テツノコウベ

登録日:2022/12/16 Fri 11:20:26
更新日:2025/03/19 Wed 00:04:54
所要時間:約 4 分で読めます





※『ポケモンSV』終盤のネタバレを含むため、未プレイの方は注意!※
























『キャシャン キャシャン!!』

ロボットに恋したサザンドラの子どもと
オカルト雑誌が取り上げたポケモンに似ている。

古い書物に記されたテツノコウベという物体は
このポケモンかもしれない。

テツノコウベは『ポケットモンスター』シリーズで登場するポケモンの一種である。

■データ

全国図鑑No.993
分類:パラドックスポケモン
英語名: Iron Jugulis
高さ:1.3m
重さ:111.0㎏
タマゴグループ:タマゴ未発見
性別比率:性別不明

タイプ:あく/ ひこう

特性:クォークチャージ(ブーストエナジーを持たせるかエレキフィールドのときいちばん高い能力が上がる。)

種族値
HP:94
攻撃:80
防御:86
特攻:122
特防:80
素早さ:108

合計:570

努力値:特攻+3




■概要

テツノコウベとは「ポケットモンスター スカーレット・バイオレット」にて初登場したポケモンである。

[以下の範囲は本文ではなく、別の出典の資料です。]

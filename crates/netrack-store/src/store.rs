//! Request Record Store
//!
//! A handle to the shared SQLite file in the group directory. Cloning the
//! handle is cheap; all clones share one writer thread and one read
//! connection.
//!
//! # Usage
//!
//! ```rust,ignore
//! let store = RequestStore::open(StoreConfig::new("/var/lib/netrack"))?;
//! let id = store.append("q=rust", Utc::now(), "www.google.com")?;
//!
//! let changes = store.subscribe();
//! for record in store.fetch_all()? {
//!     println!("{} {}", record.display_date(), record.link);
//! }
//! ```

use crate::notifier::{ChangeNotifier, Subscription};
use crate::record::{RecordId, RequestRecord};
use crate::watcher::ChangeWatcher;
use crate::writer::{spawn_writer, WriteCommand};
use chrono::{DateTime, Utc};
use crossbeam_channel::{bounded, unbounded, Sender};
use rusqlite::{Connection, OpenFlags, OptionalExtension, Row};
use std::fs;
use std::path::{Path, PathBuf};
use std::sync::{Arc, Mutex};
use std::thread::JoinHandle;
use std::time::Duration;
use thiserror::Error;
use tracing::{debug, info, warn};

/// File name of the shared store inside the group directory.
pub const DEFAULT_DB_FILE: &str = "NetworkTracker.sqlite";

const SCHEMA: &str = "
    CREATE TABLE IF NOT EXISTS requests (
        id   TEXT PRIMARY KEY NOT NULL,
        date INTEGER NOT NULL,
        link TEXT NOT NULL,
        text TEXT NOT NULL
    );
    CREATE INDEX IF NOT EXISTS idx_requests_date ON requests(date DESC);
";

/// Errors from the request store
#[derive(Debug, Error)]
pub enum StoreError {
    #[error("SQLite error: {0}")]
    Sqlite(#[from] rusqlite::Error),

    #[error("I/O error: {0}")]
    Io(#[from] std::io::Error),

    #[error("Commit failed: {0}")]
    CommitFailed(String),

    #[error("Invalid record in store: {0}")]
    InvalidRecord(String),

    #[error("Store writer is not running")]
    WriterClosed,

    #[error("Store lock poisoned")]
    LockPoisoned,
}

/// Store configuration
#[derive(Debug, Clone)]
pub struct StoreConfig {
    /// Group directory shared by interceptor and viewer
    pub dir: PathBuf,
    /// Database file name inside `dir`
    pub file_name: String,
    /// How long to wait for another process holding the write lock
    pub busy_timeout: Duration,
    /// Maximum appends committed in one transaction
    pub max_batch: usize,
}

impl StoreConfig {
    /// Configuration for a group directory with default settings.
    pub fn new(dir: impl Into<PathBuf>) -> Self {
        Self {
            dir: dir.into(),
            ..Self::default()
        }
    }

    /// Full path of the database file.
    pub fn path(&self) -> PathBuf {
        self.dir.join(&self.file_name)
    }
}

impl Default for StoreConfig {
    fn default() -> Self {
        Self {
            dir: PathBuf::from("netrack-group"),
            file_name: DEFAULT_DB_FILE.to_string(),
            busy_timeout: Duration::from_secs(5),
            max_batch: 256,
        }
    }
}

struct StoreInner {
    path: PathBuf,
    busy_timeout: Duration,
    writer_tx: Sender<WriteCommand>,
    writer: Mutex<Option<JoinHandle<()>>>,
    reader: Mutex<Connection>,
    notifier: ChangeNotifier,
}

impl Drop for StoreInner {
    fn drop(&mut self) {
        // Queued commands ahead of Shutdown still get processed
        let _ = self.writer_tx.send(WriteCommand::Shutdown);
        if let Some(handle) = self.writer.get_mut().ok().and_then(Option::take) {
            if handle.join().is_err() {
                warn!("Store writer panicked");
            }
        }
    }
}

/// Handle to the shared request store.
#[derive(Clone)]
pub struct RequestStore {
    inner: Arc<StoreInner>,
}

impl RequestStore {
    /// Open (or create) the store.
    ///
    /// Failure here means the process has no persistence and must not run.
    pub fn open(config: StoreConfig) -> Result<Self, StoreError> {
        fs::create_dir_all(&config.dir)?;
        let path = config.path();

        let writer_conn = open_connection(&path, config.busy_timeout)?;
        let mode: String =
            writer_conn.pragma_update_and_check(None, "journal_mode", "WAL", |row| row.get(0))?;
        if !mode.eq_ignore_ascii_case("wal") {
            warn!("Store journal mode is {} (WAL unavailable)", mode);
        }
        writer_conn.pragma_update(None, "synchronous", "NORMAL")?;
        writer_conn.execute_batch(SCHEMA)?;

        let reader = open_connection(&path, config.busy_timeout)?;

        let notifier = ChangeNotifier::new();
        let (writer_tx, writer_rx) = unbounded();
        let handle = spawn_writer(writer_conn, writer_rx, notifier.clone(), config.max_batch)?;

        info!("Request store opened at {}", path.display());

        Ok(Self {
            inner: Arc::new(StoreInner {
                path,
                busy_timeout: config.busy_timeout,
                writer_tx,
                writer: Mutex::new(Some(handle)),
                reader: Mutex::new(reader),
                notifier,
            }),
        })
    }

    /// Path of the database file.
    pub fn path(&self) -> &Path {
        &self.inner.path
    }

    /// Persist one record and return its id.
    ///
    /// Safe to call from any number of threads; calls are serialized by the
    /// writer thread and return once the record is committed.
    pub fn append(
        &self,
        text: impl Into<String>,
        timestamp: DateTime<Utc>,
        link: impl Into<String>,
    ) -> Result<RecordId, StoreError> {
        let record = RequestRecord::new(text, timestamp, link);
        debug!("Appending record {} ({})", record.id, record.link);
        self.submit(|reply| WriteCommand::Append { record, reply })
    }

    /// All records, newest first.
    pub fn fetch_all(&self) -> Result<Vec<RequestRecord>, StoreError> {
        let conn = self.reader()?;
        let mut stmt = conn.prepare_cached(
            "SELECT id, date, link, text FROM requests ORDER BY date DESC, id DESC",
        )?;
        let records = stmt
            .query_map([], read_record)?
            .collect::<Result<Vec<_>, _>>()?;
        Ok(records)
    }

    /// Look up one record.
    pub fn fetch_by_id(&self, id: &RecordId) -> Result<Option<RequestRecord>, StoreError> {
        let conn = self.reader()?;
        let record = conn
            .query_row(
                "SELECT id, date, link, text FROM requests WHERE id = ?1",
                [id.to_string()],
                read_record,
            )
            .optional()?;
        Ok(record)
    }

    /// Number of stored records.
    pub fn count(&self) -> Result<usize, StoreError> {
        let conn = self.reader()?;
        let count: i64 = conn.query_row("SELECT COUNT(*) FROM requests", [], |row| row.get(0))?;
        Ok(count as usize)
    }

    /// Delete one record. Returns whether it existed.
    pub fn delete(&self, id: &RecordId) -> Result<bool, StoreError> {
        let id = *id;
        self.submit(|reply| WriteCommand::Delete { id, reply })
    }

    /// Delete every record. Returns how many were removed.
    pub fn delete_all(&self) -> Result<usize, StoreError> {
        self.submit(|reply| WriteCommand::DeleteAll { reply })
    }

    /// Checkpoint committed writes into the main database file.
    pub fn flush(&self) -> Result<(), StoreError> {
        self.submit(|reply| WriteCommand::Flush { reply })
    }

    /// Subscribe to changes committed through this handle (and any watcher
    /// started with [`RequestStore::watch`]).
    pub fn subscribe(&self) -> Subscription {
        self.inner.notifier.subscribe()
    }

    /// The notifier this store publishes to.
    pub fn notifier(&self) -> &ChangeNotifier {
        &self.inner.notifier
    }

    /// Start watching the file for commits made by other processes.
    pub fn watch(&self, interval: Duration) -> Result<ChangeWatcher, StoreError> {
        let conn = open_connection(&self.inner.path, self.inner.busy_timeout)?;
        ChangeWatcher::spawn(conn, interval, self.inner.notifier.clone())
    }

    fn submit<T>(
        &self,
        make: impl FnOnce(Sender<Result<T, StoreError>>) -> WriteCommand,
    ) -> Result<T, StoreError> {
        let (reply_tx, reply_rx) = bounded(1);
        self.inner
            .writer_tx
            .send(make(reply_tx))
            .map_err(|_| StoreError::WriterClosed)?;
        reply_rx.recv().map_err(|_| StoreError::WriterClosed)?
    }

    fn reader(&self) -> Result<std::sync::MutexGuard<'_, Connection>, StoreError> {
        self.inner.reader.lock().map_err(|_| StoreError::LockPoisoned)
    }
}

pub(crate) fn open_connection(path: &Path, busy_timeout: Duration) -> Result<Connection, StoreError> {
    let flags = OpenFlags::SQLITE_OPEN_READ_WRITE
        | OpenFlags::SQLITE_OPEN_CREATE
        | OpenFlags::SQLITE_OPEN_NO_MUTEX;
    let conn = Connection::open_with_flags(path, flags)?;
    conn.busy_timeout(busy_timeout)?;
    Ok(conn)
}

fn read_record(row: &Row<'_>) -> rusqlite::Result<RequestRecord> {
    let id: String = row.get(0)?;
    let micros: i64 = row.get(1)?;

    let id = id.parse::<RecordId>().map_err(|e| {
        rusqlite::Error::FromSqlConversionFailure(0, rusqlite::types::Type::Text, Box::new(e))
    })?;
    let timestamp = DateTime::from_timestamp_micros(micros).ok_or_else(|| {
        rusqlite::Error::FromSqlConversionFailure(
            1,
            rusqlite::types::Type::Integer,
            Box::new(StoreError::InvalidRecord(format!("timestamp {} out of range", micros))),
        )
    })?;

    Ok(RequestRecord {
        id,
        timestamp,
        link: row.get(2)?,
        text: row.get(3)?,
    })
}
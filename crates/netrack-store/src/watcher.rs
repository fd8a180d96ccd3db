//! Cross-process change detection.
//!
//! SQLite bumps `PRAGMA data_version` on a connection whenever another
//! connection commits to the same file. The watcher polls it and republishes
//! each bump on the local [`ChangeNotifier`].

use crate::notifier::ChangeNotifier;
use crate::store::StoreError;
use crossbeam_channel::{bounded, RecvTimeoutError, Sender};
use rusqlite::Connection;
use std::thread::{self, JoinHandle};
use std::time::Duration;
use tracing::{debug, trace, warn};

/// Background poller that turns foreign commits into change signals.
///
/// Stops when dropped.
pub struct ChangeWatcher {
    stop_tx: Option<Sender<()>>,
    handle: Option<JoinHandle<()>>,
}

impl ChangeWatcher {
    pub(crate) fn spawn(
        conn: Connection,
        interval: Duration,
        notifier: ChangeNotifier,
    ) -> Result<Self, StoreError> {
        let mut last = data_version(&conn)?;
        let (stop_tx, stop_rx) = bounded::<()>(1);

        let handle = thread::Builder::new()
            .name("store-watcher".to_string())
            .spawn(move || {
                debug!("Store watcher started ({:?} interval)", interval);
                loop {
                    match stop_rx.recv_timeout(interval) {
                        Err(RecvTimeoutError::Timeout) => {}
                        Ok(()) | Err(RecvTimeoutError::Disconnected) => break,
                    }

                    match data_version(&conn) {
                        Ok(version) if version != last => {
                            trace!("Store data_version {} -> {}", last, version);
                            last = version;
                            notifier.publish();
                        }
                        Ok(_) => {}
                        Err(e) => warn!("Store watcher poll failed: {}", e),
                    }
                }
                debug!("Store watcher stopped");
            })?;

        Ok(Self {
            stop_tx: Some(stop_tx),
            handle: Some(handle),
        })
    }

    /// Stop polling and wait for the thread to exit.
    pub fn stop(mut self) {
        self.shutdown();
    }

    fn shutdown(&mut self) {
        // Dropping the sender wakes the thread
        self.stop_tx.take();
        if let Some(handle) = self.handle.take() {
            if handle.join().is_err() {
                warn!("Store watcher panicked");
            }
        }
    }
}

impl Drop for ChangeWatcher {
    fn drop(&mut self) {
        self.shutdown();
    }
}

fn data_version(conn: &Connection) -> rusqlite::Result<i64> {
    conn.query_row("PRAGMA data_version", [], |row| row.get(0))
}
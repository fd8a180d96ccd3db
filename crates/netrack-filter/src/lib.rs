//! netrack Flow Filter
//!
//! Pure flow classification: decides whether an intercepted flow (or a chunk
//! of proxied bytes) is a request worth logging.
//!
//! Flow:
//! 1. Platform adapter hands in a [`FilterFlow`]
//! 2. Host is resolved (URL host, browser request URL, `socket: <endpoint>`)
//! 3. [`FlowClassifier`] substring-matches host and URL against the filter
//! 4. `Loggable` verdicts carry the text and link to persist
//!
//! Nothing here performs I/O.

mod classifier;
mod flow;
mod sniffer;

pub use classifier::{contains_filter, FlowClassifier, Verdict, DEFAULT_FILTER};
pub use flow::{Direction, FilterFlow, FlowDescriptor, FlowKind};
pub use sniffer::RequestHead;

未来からやってきたパラドックスポケモンの一種であり、サザンドラが一回り小型化してロボットになったような姿をしている。
他のパラドックスポケモンと比べると変化が少なめでかなり現代種に近いのが特徴。
しかしよく見ると頭部は下顎を除くと液晶になっており、二つ小さな頭は本体から離れている(切り離すことも可能らしい)ことがわかる。感情表現もより豊かになっている。

元来サザンドラは「動くものを敵と思い込み襲う」・「サザンドラに村を滅ぼされたという言い伝えは多い」など非常に狂暴なポケモンである中には例外もあるがことで知られていたが、
テツノコウベは更に機械特有の冷酷さが加わっており、高エネルギーを放射して建造物を徹底的に破壊し、すぐさま次の標的を求めて飛び去って行くという。
「月刊オーカルチャー:7月号に」では機械とサザンドラのハイブリッドなのではとしている。

更にポケモン図鑑の記述にはこのような内容でオカルト雑誌が取り上げられたとある。その内容はなんと


ロボットに恋したサザンドラの子供ではないか


と胡散臭い記述が多い「月刊オーカルチャー」の中でも一際荒唐無稽な内容となっている。
仮に本当だとしても一応性別不明なポケモンでもメタモンによってタマゴを孵化させている前例はあるが、いったいどうやって機械と生物とで子孫を残したのか謎である。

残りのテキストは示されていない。